[DATA EXCERPTS — start]

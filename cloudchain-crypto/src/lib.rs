//! Encryption layer for CloudChain.
//!
//! Provides the primitives behind the state export blob:
//! - Argon2id for key derivation from passphrases
//! - ChaCha20-Poly1305 for authenticated encryption with associated data
//! - Secure key handling with zeroization
//!
//! # Architecture
//!
//! Keys are never stored. The export key is derived from the operator's
//! passphrase and a per-export random salt each time a blob is sealed or
//! opened. The AEAD tag is kept detached from the ciphertext so container
//! formats can carry it as its own field, and every container header field
//! is bound as associated data so tampering with any of them fails the
//! authentication check.

mod cipher;
mod error;
mod key;

pub use cipher::{generate_nonce, open_detached, seal_detached, NONCE_SIZE, TAG_SIZE};
pub use error::{CryptoError, CryptoResult};
pub use key::{derive_key, generate_random_key, DerivedKey, KdfParams, Salt, KEY_SIZE, SALT_SIZE};
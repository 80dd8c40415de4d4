//! Naming convention for chain accounts.
//!
//! Every account identifier has the form
//! `<base><NNN>.cloudchain@<domain>`, where `NNN` is the account's 1-based
//! index zero-padded to three digits and `base` is fixed by the first
//! account of the chain.

use thiserror::Error;

/// Fixed marker between the index and the domain.
pub const REQUIRED_SUFFIX: &str = "cloudchain";

/// Number of digits in the index part.
pub const INDEX_WIDTH: usize = 3;

/// Largest index expressible in [`INDEX_WIDTH`] digits.
pub const MAX_INDEX: u32 = 999;

/// Why an identifier does not match the expected chain position.
#[derive(Debug, Clone, PartialEq, Eq, Error)]
pub enum NamingMismatch {
    #[error("malformed identifier {identifier:?}: {detail}")]
    MalformedPattern { identifier: String, detail: String },

    #[error("invalid base {base:?}: {detail}")]
    InvalidBase { base: String, detail: String },

    #[error("wrong base: expected {expected:?}, found {found:?}")]
    WrongBase { expected: String, found: String },

    #[error("wrong index: expected {expected:03}, found {found:03}")]
    WrongIndex { expected: u32, found: u32 },

    #[error("wrong domain: expected {expected:?}, found {found:?}")]
    WrongDomain { expected: String, found: String },
}

/// Components of a syntactically valid identifier.
#[derive(Debug, Clone, Copy, PartialEq, Eq)]
pub struct ParsedIdentifier<'a> {
    pub base: &'a str,
    pub index: u32,
    pub domain: &'a str,
}

/// Splits an identifier into base, index and domain without checking them
/// against any chain.
pub fn parse(identifier: &str) -> Result<ParsedIdentifier<'_>, NamingMismatch> {
    let malformed = |detail: &str| NamingMismatch::MalformedPattern {
        identifier: identifier.to_string(),
        detail: detail.to_string(),
    };

    if identifier.chars().any(char::is_whitespace) {
        return Err(malformed("contains whitespace"));
    }
    let (local, domain) = identifier
        .split_once('@')
        .ok_or_else(|| malformed("missing '@'"))?;
    if domain.is_empty() || domain.contains('@') {
        return Err(malformed("domain must be a single non-empty part"));
    }

    let stem = local
        .strip_suffix(REQUIRED_SUFFIX)
        .and_then(|s| s.strip_suffix('.'))
        .ok_or_else(|| malformed("local part must end with \".cloudchain\""))?;

    let bytes = stem.as_bytes();
    if bytes.len() <= INDEX_WIDTH {
        return Err(malformed("missing base before the index"));
    }
    let split = bytes.len() - INDEX_WIDTH;
    if !bytes[split..].iter().all(u8::is_ascii_digit) {
        return Err(malformed("index must be exactly three digits"));
    }

    // The index bytes are ASCII, so `split` is a char boundary.
    let (base, digits) = stem.split_at(split);
    let index = digits
        .parse::<u32>()
        .map_err(|_| malformed("index must be exactly three digits"))?;

    Ok(ParsedIdentifier { base, index, domain })
}

/// Checks that `identifier` is exactly the account `expected_index` of the
/// chain with `expected_base` on `domain`.
pub fn validate(
    identifier: &str,
    expected_base: &str,
    expected_index: u32,
    domain: &str,
) -> Result<(), NamingMismatch> {
    let parsed = parse(identifier)?;

    if parsed.base != expected_base {
        return Err(NamingMismatch::WrongBase {
            expected: expected_base.to_string(),
            found: parsed.base.to_string(),
        });
    }
    if parsed.index != expected_index {
        return Err(NamingMismatch::WrongIndex {
            expected: expected_index,
            found: parsed.index,
        });
    }
    if parsed.domain != domain {
        return Err(NamingMismatch::WrongDomain {
            expected: domain.to_string(),
            found: parsed.domain.to_string(),
        });
    }
    Ok(())
}

/// Rejects bases that could not round-trip through an identifier or a
/// directory name.
pub fn validate_base(base: &str) -> Result<(), NamingMismatch> {
    let invalid = |detail: &str| NamingMismatch::InvalidBase {
        base: base.to_string(),
        detail: detail.to_string(),
    };

    if base.is_empty() {
        return Err(invalid("must not be empty"));
    }
    if base.starts_with('.') {
        return Err(invalid("must not start with '.'"));
    }
    if base
        .chars()
        .any(|c| c.is_whitespace() || c == '@' || c == '/' || c == '\\')
    {
        return Err(invalid("must not contain whitespace, '@' or path separators"));
    }
    Ok(())
}

/// Builds the identifier for account `index` of a chain.
pub fn format_identifier(base: &str, index: u32, domain: &str) -> String {
    format!("{}@{domain}", account_dir_name(base, index))
}

/// Name of an account's local directory: the identifier without its domain.
pub fn account_dir_name(base: &str, index: u32) -> String {
    format!("{base}{index:0width$}.{REQUIRED_SUFFIX}", width = INDEX_WIDTH)
}

/// The part of an identifier before `@`.
pub fn local_part(identifier: &str) -> &str {
    identifier
        .split_once('@')
        .map_or(identifier, |(local, _)| local)
}
//! Key material and Argon2id key derivation.

use crate::error::{CryptoError, CryptoResult};
use argon2::{Algorithm, Argon2, Params, Version};
use serde::{Deserialize, Serialize};
use zeroize::{Zeroize, ZeroizeOnDrop};

/// Size of a derived symmetric key in bytes.
pub const KEY_SIZE: usize = 32;

/// Size of a KDF salt in bytes.
pub const SALT_SIZE: usize = 16;

/// Upper bounds accepted when parameters come from an untrusted container.
const MAX_MEMORY_KIB: u32 = 1024 * 1024; // 1 GiB
const MAX_ITERATIONS: u32 = 16;
const MAX_PARALLELISM: u32 = 16;

/// Argon2id cost parameters.
///
/// These travel inside every sealed container so that a future version can
/// raise the defaults without breaking blobs produced by an older one.
#[derive(Clone, Copy, Debug, PartialEq, Eq, Serialize, Deserialize)]
pub struct KdfParams {
    /// Memory cost in KiB.
    pub memory_kib: u32,
    /// Number of passes.
    pub iterations: u32,
    /// Degree of parallelism (lanes).
    pub parallelism: u32,
}

impl Default for KdfParams {
    fn default() -> Self {
        Self {
            memory_kib: 64 * 1024,
            iterations: 3,
            parallelism: 1,
        }
    }
}

impl KdfParams {
    /// Rejects parameters that Argon2 cannot run or that would be
    /// unreasonably expensive to honour.
    pub fn validate(&self) -> CryptoResult<()> {
        if self.parallelism == 0 || self.parallelism > MAX_PARALLELISM {
            return Err(CryptoError::InvalidParams(format!(
                "parallelism {} outside 1..={MAX_PARALLELISM}",
                self.parallelism
            )));
        }
        if self.iterations == 0 || self.iterations > MAX_ITERATIONS {
            return Err(CryptoError::InvalidParams(format!(
                "iterations {} outside 1..={MAX_ITERATIONS}",
                self.iterations
            )));
        }
        let min_memory = 8 * self.parallelism;
        if self.memory_kib < min_memory || self.memory_kib > MAX_MEMORY_KIB {
            return Err(CryptoError::InvalidParams(format!(
                "memory {} KiB outside {min_memory}..={MAX_MEMORY_KIB}",
                self.memory_kib
            )));
        }
        Ok(())
    }
}

/// Random salt for key derivation.
#[derive(Clone, Copy, Debug, PartialEq, Eq)]
pub struct Salt([u8; SALT_SIZE]);

impl Salt {
    /// Generates a fresh random salt.
    pub fn random() -> Self {
        Self(rand::random())
    }

    pub fn from_bytes(bytes: [u8; SALT_SIZE]) -> Self {
        Self(bytes)
    }

    pub fn as_bytes(&self) -> &[u8; SALT_SIZE] {
        &self.0
    }
}

/// A 256-bit symmetric key. Wiped from memory on drop.
#[derive(Zeroize, ZeroizeOnDrop)]
pub struct DerivedKey([u8; KEY_SIZE]);

impl DerivedKey {
    pub fn from_bytes(bytes: [u8; KEY_SIZE]) -> Self {
        Self(bytes)
    }

    pub fn as_bytes(&self) -> &[u8; KEY_SIZE] {
        &self.0
    }
}

impl std::fmt::Debug for DerivedKey {
    fn fmt(&self, f: &mut std::fmt::Formatter<'_>) -> std::fmt::Result {
        f.write_str("DerivedKey([REDACTED])")
    }
}

/// Derives a key from a passphrase with Argon2id (v0x13).
pub fn derive_key(passphrase: &str, salt: &Salt, params: &KdfParams) -> CryptoResult<DerivedKey> {
    params.validate()?;

    let argon_params = Params::new(
        params.memory_kib,
        params.iterations,
        params.parallelism,
        Some(KEY_SIZE),
    )
    .map_err(|e| CryptoError::InvalidParams(e.to_string()))?;
    let argon = Argon2::new(Algorithm::Argon2id, Version::V0x13, argon_params);

    let mut out = [0u8; KEY_SIZE];
    argon
        .hash_password_into(passphrase.as_bytes(), salt.as_bytes(), &mut out)
        .map_err(|e| CryptoError::KeyDerivation(e.to_string()))?;

    let key = DerivedKey::from_bytes(out);
    out.zeroize();
    Ok(key)
}

/// Generates a random key (not passphrase-bound).
pub fn generate_random_key() -> DerivedKey {
    DerivedKey::from_bytes(rand::random())
}

#[cfg(test)]
mod tests {
    use super::*;

    fn cheap() -> KdfParams {
        KdfParams {
            memory_kib: 64,
            iterations: 1,
            parallelism: 1,
        }
    }

    #[test]
    fn same_inputs_derive_same_key() {
        let salt = Salt::from_bytes([7u8; SALT_SIZE]);
        let a = derive_key("correct horse", &salt, &cheap()).unwrap();
        let b = derive_key("correct horse", &salt, &cheap()).unwrap();
        assert_eq!(a.as_bytes(), b.as_bytes());
    }

    #[test]
    fn different_salt_derives_different_key() {
        let a = derive_key("pw", &Salt::from_bytes([1u8; SALT_SIZE]), &cheap()).unwrap();
        let b = derive_key("pw", &Salt::from_bytes([2u8; SALT_SIZE]), &cheap()).unwrap();
        assert_ne!(a.as_bytes(), b.as_bytes());
    }

    #[test]
    fn zero_parallelism_rejected() {
        let params = KdfParams {
            parallelism: 0,
            ..cheap()
        };
        assert!(matches!(params.validate(), Err(CryptoError::InvalidParams(_))));
    }

    #[test]
    fn oversized_memory_rejected() {
        let params = KdfParams {
            memory_kib: u32::MAX,
            ..cheap()
        };
        assert!(derive_key("pw", &Salt::random(), &params).is_err());
    }

    #[test]
    fn debug_does_not_leak_key() {
        let key = generate_random_key();
        assert_eq!(format!("{key:?}"), "DerivedKey([REDACTED])");
    }
}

[DATA EXCERPTS — finish]

§ **ASSIGNMENT**: When you repeat the lines, start with the first line of the material and end with the line that contains "ciphertext so container", keeping both and reproducing each exactly, with nothing added.

§ **RESULT OF THE TASK**:
filename cloudchain-crypto/src/lib.rs
//! Encryption layer for CloudChain.
//!
//! Provides the primitives behind the state export blob:
//! - Argon2id for key derivation from passphrases
//! - ChaCha20-Poly1305 for authenticated encryption with associated data
//! - Secure key handling with zeroization
//!
//! # Architecture
//!
//! Keys are never stored. The export key is derived from the operator's
//! passphrase and a per-export random salt each time a blob is sealed or
//! opened. The AEAD tag is kept detached from the ciphertext so container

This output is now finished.